Spoken Portraits Column.

By Daniel Santiago Salguero

1985 – 2085, installation, performance. Daniel Santiago Salguero. Artecámara, Bogotá, 2009. Photo archive DSS.

Notes on the work of Daniel Santiago Salguero by Daniel Santiago Salguero in first person, viewing the body as an issue.

In a way, everything photographic is an exercise (in itself) of the body if considered as such—observing, adjusting, moving, displacing, or at least from my bodily awareness, this is how it happens (meaning the question of the body, bodies, corporeality has been there from the start of my career as an artist-photographer and has remained). I physically present myself (I appear in the images) in many of my works in the following years: Existí (2006), Los Hermanos Gemelos in its various versions (2007-2010), Tesoro, diálogo entre tiempos (2012).

Existí, artist’s book, video stills. Daniel Santiago Salguero. New York, 2006. Photo archive DSS.

Existí, artist’s book, series of photographs and self-portraits. Daniel Santiago Salguero. New York, 2006. Photo archive DSS.

Solo show Diarios Fotográficos Hermanos Gemelos Daniel Míope, Santiago Chapeu. Daniel Santiago Salguero. Itaú Cultural Center, São Paulo, 2007. Museum of the University of Pará, Brazil, 2008. Photo archive DSS.

Tesoro, dialogue between times. Video 1 min 48 sec, loop. Created during a residency in Toronto in 2011 with a Canadian Indigenous community, presented in a group exhibition of Colombian artists at the York University Art Gallery in Toronto (AGYU), and at the 9th Mercosur Biennial in Porto Alegre, Brazil, in 2012. 3rd photo, Group exhibition Imaginary Homelands at AGYU. In the background, the installation is based on photographs and videos by Daniel. Daniel Santiago Salguero, Toronto, 2011. Works on tables, Mateo López. Photo archive DSS.

It was perhaps during the Master’s in Interdisciplinary Theatre and Live Arts at the National University of Bogotá (which I pursued between 2011 and 2014) that I became aware of the body as a concrete theoretical and political field. I initially chose this program because the teacher José Alejandro Restrepo, who had already published his book Cuerpo gramatical: cuerpo, arte y violencia (Grammatical Body: Body, Art and Violence) (Universidad de los Andes Press, 2006), was teaching there. I also had professors like the Abderhaldem brothers from Mapa Teatro1 (the program’s founders and other academics and playwrights). By then, I had been working on the theme of the body intuitively for years.
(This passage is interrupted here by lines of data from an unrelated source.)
//! One-shot migration from the legacy flat store to the current backend
//!
//! A run moves through `BackingUp -> Transferring -> Verifying -> Committed`.
//! Any failure before the commit point restores both stores from the snapshot
//! and ends in `RolledBack`, leaving the legacy store authoritative so the run
//! can be retried.
//!
//! Runs inside one process are serialized. Two processes migrating the same
//! data directory at once are not coordinated.

mod engine;
mod snapshot;
mod status;

pub use engine::MigrationEngine;
pub use snapshot::{canonical_checksum, MigrationBackup};
pub use status::{MigrationState, MigrationStatus};
//! Persisted migration status

use chrono::{DateTime, Utc};
use serde::{Deserialize, Serialize};
use std::fmt;

use crate::models::Validate;

#[derive(Debug, Clone, Copy, PartialEq, Eq, Serialize, Deserialize, Default)]
#[serde(rename_all = "camelCase")]
pub enum MigrationState {
    #[default]
    NotStarted,
    BackingUp,
    Transferring,
    Verifying,
    Committed,
    RolledBack,
}

impl fmt::Display for MigrationState {
    fn fmt(&self, f: &mut fmt::Formatter<'_>) -> fmt::Result {
        let label = match self {
            Self::NotStarted => "not started",
            Self::BackingUp => "backing up",
            Self::Transferring => "transferring",
            Self::Verifying => "verifying",
            Self::Committed => "committed",
            Self::RolledBack => "rolled back",
        };
        f.write_str(label)
    }
}

/// Stored under the `migrationStatus` key of the current backend
#[derive(Debug, Clone, PartialEq, Default, Serialize, Deserialize)]
#[serde(rename_all = "camelCase")]
pub struct MigrationStatus {
    pub state: MigrationState,

    #[serde(default, skip_serializing_if = "Option::is_none")]
    pub last_error: Option<String>,

    #[serde(default, skip_serializing_if = "Option::is_none")]
    pub completed_at: Option<DateTime<Utc>>,
}

impl MigrationStatus {
    pub fn committed() -> Self {
        Self {
            state: MigrationState::Committed,
            last_error: None,
            completed_at: Some(Utc::now()),
        }
    }

    pub fn rolled_back(error: impl Into<String>) -> Self {
        Self {
            state: MigrationState::RolledBack,
            last_error: Some(error.into()),
            completed_at: None,
        }
    }

    pub fn is_complete(&self) -> bool {
        self.state == MigrationState::Committed
    }
}

impl Validate for MigrationStatus {
    fn validate(&self) -> Result<(), String> {
        if self.state == MigrationState::Committed && self.completed_at.is_none() {
            return Err("committed migration must record its completion time".into());
        }
        Ok(())
    }
}

#[cfg(test)]
mod tests {
    use super::*;

    #[test]
    fn test_wire_format() {
        let status = MigrationStatus::rolled_back("disk full");
        let json = serde_json::to_value(&status).unwrap();
        assert_eq!(json["state"], "rolledBack");
        assert_eq!(json["lastError"], "disk full");
        assert!(json.get("completedAt").is_none());
    }

    #[test]
    fn test_committed_requires_timestamp() {
        let mut status = MigrationStatus::committed();
        assert!(status.validate().is_ok());
        status.completed_at = None;
        assert!(status.validate().is_err());
    }
}
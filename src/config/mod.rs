//! Configuration module for Touchline
//!
//! This module provides configuration management including:
//! - XDG-compliant path resolution
//! - Store tunables (lock timeout, migration retries, backend choice)

pub mod paths;
pub mod settings;

pub use paths::TouchlinePaths;
pub use settings::{BackendKind, StoreConfig};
While living and studying in São Paulo (2007), I had access to contemporary performance, attending performance festivals and meeting some friends who would later become teachers and colleagues in this area. I remember, for example, a performance in São Paulo, a presentation that resulted from a study group I participated in, led by artist Dora Longo Bahia. For an event at an art school, we prepared a remake of Andy Warhol’s film Vinyl2 (a performance that lasted the same length as the film—one hour—and was recorded in video, mimicking how Warhol filmed his movies). Later, I found out that the artist produced a film using this material under a grant (leaving the original audio of Warhol’s film superimposed on the video recording of the performance). She later sent me a copy of the DVD and the exhibition catalog in which she participated with this project. In the performance, my hair was shaved, milk was poured everywhere, we wore masks, a girl had her chest exposed (which was shocking for that place and time), and we played with chains, belts, and golf clubs—beyond the limits of order into total disorder, with hair in the milk, referencing Warhol’s film. Warhol pioneered experimental cinema alongside other greats like Jack Smith and Jonas Mekas.
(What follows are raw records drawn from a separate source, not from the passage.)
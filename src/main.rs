use std::path::PathBuf;

use anyhow::Result;
use clap::{Parser, Subcommand};
use tracing_subscriber::EnvFilter;

use touchline::backup::BackupManager;
use touchline::cli::{
    handle_backup_command, handle_config, handle_export, handle_import, handle_migrate,
    handle_personnel_command, handle_status, handle_team_command, BackupCommands,
    PersonnelCommands, TeamCommands,
};
use touchline::config::{StoreConfig, TouchlinePaths};
use touchline::migration::MigrationEngine;
use touchline::services::EntityStore;
use touchline::TouchlineError;

#[derive(Parser)]
#[command(
    name = "touchline",
    author = "Kaylee Beyene",
    version,
    about = "Local data store for a team coaching app",
    long_about = "Touchline keeps teams, rosters, seasons, tournaments, staff and saved \
                  games on this machine. It migrates data from the old single-file \
                  store on first run and can export or import everything as JSON."
)]
struct Cli {
    #[command(subcommand)]
    command: Option<Commands>,
}

#[derive(Subcommand)]
enum Commands {
    /// Show backend, migration state and record counts
    Status,

    /// Migrate data from the legacy store now
    Migrate,

    /// Export every collection to a JSON file
    Export {
        /// Destination file
        file: PathBuf,
    },

    /// Import an exported JSON file
    Import {
        /// File produced by `touchline export` or `touchline backup create`
        file: PathBuf,
        /// Only check the file, change nothing
        #[arg(long)]
        check: bool,
    },

    /// Backup management commands
    #[command(subcommand)]
    Backup(BackupCommands),

    /// Team management commands
    #[command(subcommand)]
    Team(TeamCommands),

    /// Coaching staff commands
    #[command(subcommand, alias = "staff")]
    Personnel(PersonnelCommands),

    /// Show current configuration and paths
    Config,
}

#[tokio::main]
async fn main() -> Result<()> {
    tracing_subscriber::fmt()
        .with_env_filter(
            EnvFilter::try_from_env("TOUCHLINE_LOG").unwrap_or_else(|_| EnvFilter::new("warn")),
        )
        .with_writer(std::io::stderr)
        .init();

    let cli = Cli::parse();

    // Initialize paths and configuration
    let paths = TouchlinePaths::new()?;
    let config = StoreConfig::load_or_create(&paths)?;
    paths.ensure_directories()?;

    let store = EntityStore::open(paths.clone(), &config);
    let engine = MigrationEngine::from_config(store.clone(), &paths, &config);

    let Some(command) = cli.command else {
        println!("Touchline - local data store for a team coaching app");
        println!();
        println!("Run 'touchline --help' for usage information.");
        return Ok(());
    };

    // Everything except `migrate` and `config` sees migrated data. A failed
    // migration has been rolled back and the store now serves legacy data.
    if !matches!(command, Commands::Migrate | Commands::Config) {
        match engine.run_with_retry().await {
            Ok(_) => {}
            Err(TouchlineError::MigrationFailed(reason)) => {
                eprintln!(
                    "Warning: data migration failed ({}); using the legacy store. Run `touchline migrate` to retry.",
                    reason
                );
            }
            Err(e) => return Err(e.into()),
        }
    }

    match command {
        Commands::Status => handle_status(&store, &engine).await?,
        Commands::Migrate => handle_migrate(&engine).await?,
        Commands::Export { file } => handle_export(&store, &file).await?,
        Commands::Import { file, check } => handle_import(&store, &file, check).await?,
        Commands::Backup(cmd) => {
            let manager = BackupManager::from_config(store.clone(), &paths, &config);
            handle_backup_command(&manager, cmd).await?;
        }
        Commands::Team(cmd) => handle_team_command(&store, cmd).await?,
        Commands::Personnel(cmd) => handle_personnel_command(&store, cmd).await?,
        Commands::Config => handle_config(&paths, &config),
    }

    Ok(())
}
Members of the study group in visual arts with Dora, students from her video class at the Faculty of Visual Arts at FAAP3. Participation in a work by Dora Longo Bahía, Escola São Paulo, São Paulo, 2007. Photo archive DSS.

That same year in São Paulo, I performed with some friends, though for us, it was private, but it was recorded on video. My idea was to place chairs against a wall, each symbolizing a moment of our individual lives, with a clock on the wall and a rope tied between two bricks, passing over six horizontally arranged chairs. I proposed individual one-hour sessions where each person sat in the chair corresponding to the moment in life they were supposed to experience (each chair had numbers inscribed, indicating a year and the age we would be or had been for that year—1985 0, 1998 14, 2007 22, 2023 38, 2036 51, 2056 71). We were all born in 1985. The action involved sitting naked individually for an hour while I filmed with a tripod, responding to a static horizontal composition. The gesture was beautiful; what happened to us was profound. The recording was in Mini DV format; we were about 22. Later, I turned this exercise into an artwork and exhibited it in Artecámara (2009) in Bogotá and in a solo show, Contando días terrestres (Counting earthly days) , at the AFA Gallery4 in Santiago, Chile (2011).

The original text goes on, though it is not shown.